---- RECORDED DATA

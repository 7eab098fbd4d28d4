//! Rule evaluation.

use std::collections::HashMap;

use regex::Regex;
use tracing::{debug, warn};

use crate::cv::{CvNode, CvTable, VocabularyPath};
use crate::error::{Cc6Error, Result};
use crate::metadata::{AttrValue, MetadataNode, MetadataSnapshot};
use crate::rules::{
    convert_posix_to_rust, AllowedSource, Check, Consistency, Normalization, Operand,
    PathTemplate, PatternSource, Prerequisite, ReferencedBy, Rule, RuleSet, Scope, Segment,
    Subject, VariableSelector,
};

use super::outcome::{Disposition, RuleResult, Severity, Target};
use super::shape::ShapeTemplate;
use super::calendar::Calendar;
use super::time::{
    chunk_years, expected_chunk, first_irregular_step, parse_time_units, spacing_tolerance,
    TimeSampling,
};

/// Longest allowed-value list quoted in a failure message.
const MAX_LISTED_VALUES: usize = 20;

/// Dataset-side inputs of one evaluation.
#[derive(Debug, Clone, Copy)]
pub struct EvaluationContext<'a> {
    /// Normalized dataset metadata.
    pub snapshot: &'a MetadataSnapshot,
    /// The data variable being checked, if one was identified.
    pub data_variable: Option<&'a str>,
    /// Every CV-known data variable found in the dataset.
    pub candidates: &'a [String],
}

impl<'a> EvaluationContext<'a> {
    /// Context with no identified data variable.
    pub fn new(snapshot: &'a MetadataSnapshot) -> Self {
        Self {
            snapshot,
            data_variable: None,
            candidates: &[],
        }
    }

    /// Set the data variable candidates; the first one is checked.
    pub fn with_candidates(mut self, candidates: &'a [String]) -> Self {
        self.candidates = candidates;
        self.data_variable = candidates.first().map(String::as_str);
        self
    }

    fn global(&self) -> &'a MetadataNode {
        &self.snapshot.global
    }
}

/// Outcome of a single check before severity is applied.
enum Verdict {
    Pass(String),
    Fail(String),
    Skip(String),
}

/// Evaluates rules against one dataset and one CV snapshot.
///
/// Pure with respect to its inputs: the same table, snapshot and rules always
/// give the same results in the same order. The only state is a per-run memo
/// of which rules passed, used for rule prerequisites.
pub struct Evaluator<'a> {
    table: &'a CvTable,
    rules: &'a RuleSet,
    context: EvaluationContext<'a>,
    outcomes: HashMap<String, bool>,
}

--------

Which of the lines above include the word "checked"? List those lines.

    /// The data variable being checked, if one was identified.
    /// Set the data variable candidates; the first one is checked.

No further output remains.